What to produce:
Return, word for word, the line containing "program TEXT NOT" and every line after it through the last line of the records below.

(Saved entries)
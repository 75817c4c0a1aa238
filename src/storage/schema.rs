//! Database schema definitions using sea-query.
//!
//! These define the table and column identifiers for type-safe query building.

use sea_query::Iden;

/// Claims table schema.
#[derive(Iden)]
pub enum Claims {
    Table,
    #[iden = "id"]
    Id,
    #[iden = "student_id"]
    StudentId,
    #[iden = "day_number"]
    DayNumber,
    #[iden = "officer_name"]
    OfficerName,
    #[iden = "item_claimed"]
    ItemClaimed,
    #[iden = "claimed_at"]
    ClaimedAt,
}

/// Days table schema.
#[derive(Iden)]
pub enum Days {
    Table,
    #[iden = "day_number"]
    DayNumber,
    #[iden = "item_of_the_day"]
    ItemOfTheDay,
}

/// Key/value settings table schema.
#[derive(Iden)]
pub enum Settings {
    Table,
    #[iden = "setting_key"]
    Key,
    #[iden = "setting_value"]
    Value,
}

/// Students (roster) table schema.
#[derive(Iden)]
pub enum Students {
    Table,
    #[iden = "student_id"]
    StudentId,
    #[iden = "first_name"]
    FirstName,
    #[iden = "middle_name"]
    MiddleName,
    #[iden = "last_name"]
    LastName,
    #[iden = "email"]
    Email,
    #[iden = "program"]
    Program,
    #[iden = "first_name_folded"]
    FirstNameFolded,
    #[iden = "last_name_folded"]
    LastNameFolded,
}

/// Settings key holding the active-day pointer.
pub const CURRENT_DAY_KEY: &str = "current_day";
/// Settings key holding the configuration version counter.
pub const SETTINGS_VERSION_KEY: &str = "settings_version";

/// SQL for creating the claims table.
///
/// The unique constraint on `(student_id, day_number)` is what makes a claim
/// at most once per student per day; AUTOINCREMENT keeps ids monotonic.
pub const CREATE_CLAIMS_TABLE: &str = r#"
CREATE TABLE IF NOT EXISTS claims (
    id INTEGER PRIMARY KEY AUTOINCREMENT,
    student_id TEXT NOT NULL,
    day_number INTEGER NOT NULL,
    officer_name TEXT NOT NULL,
    item_claimed TEXT NOT NULL,
    claimed_at TEXT NOT NULL,
    UNIQUE (student_id, day_number)
);

CREATE INDEX IF NOT EXISTS idx_claims_day ON claims(day_number);
"#;

/// SQL for creating the day configuration tables.
pub const CREATE_DAY_TABLES: &str = r#"
CREATE TABLE IF NOT EXISTS days (
    day_number INTEGER PRIMARY KEY CHECK (day_number > 0),
    item_of_the_day TEXT NOT NULL
);

CREATE TABLE IF NOT EXISTS settings (
    setting_key TEXT PRIMARY KEY,
    setting_value TEXT NOT NULL
);
"#;

/// SQL for creating the roster table.
pub const CREATE_STUDENTS_TABLE: &str = r#"
CREATE TABLE IF NOT EXISTS students (
    student_id TEXT PRIMARY KEY,
    first_name TEXT NOT NULL,
    middle_name TEXT,
    last_name TEXT NOT NULL,
    email TEXT NOT NULL DEFAULT '',
    program TEXT NOT NULL DEFAULT '',
    first_name_folded TEXT NOT NULL DEFAULT '',
    last_name_folded TEXT NOT NULL DEFAULT ''
);

CREATE INDEX IF NOT EXISTS idx_students_name ON students(last_name, first_name);
"#;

Output:
    program TEXT NOT NULL DEFAULT '',
    first_name_folded TEXT NOT NULL DEFAULT '',
    last_name_folded TEXT NOT NULL DEFAULT ''
);

CREATE INDEX IF NOT EXISTS idx_students_name ON students(last_name, first_name);
"#;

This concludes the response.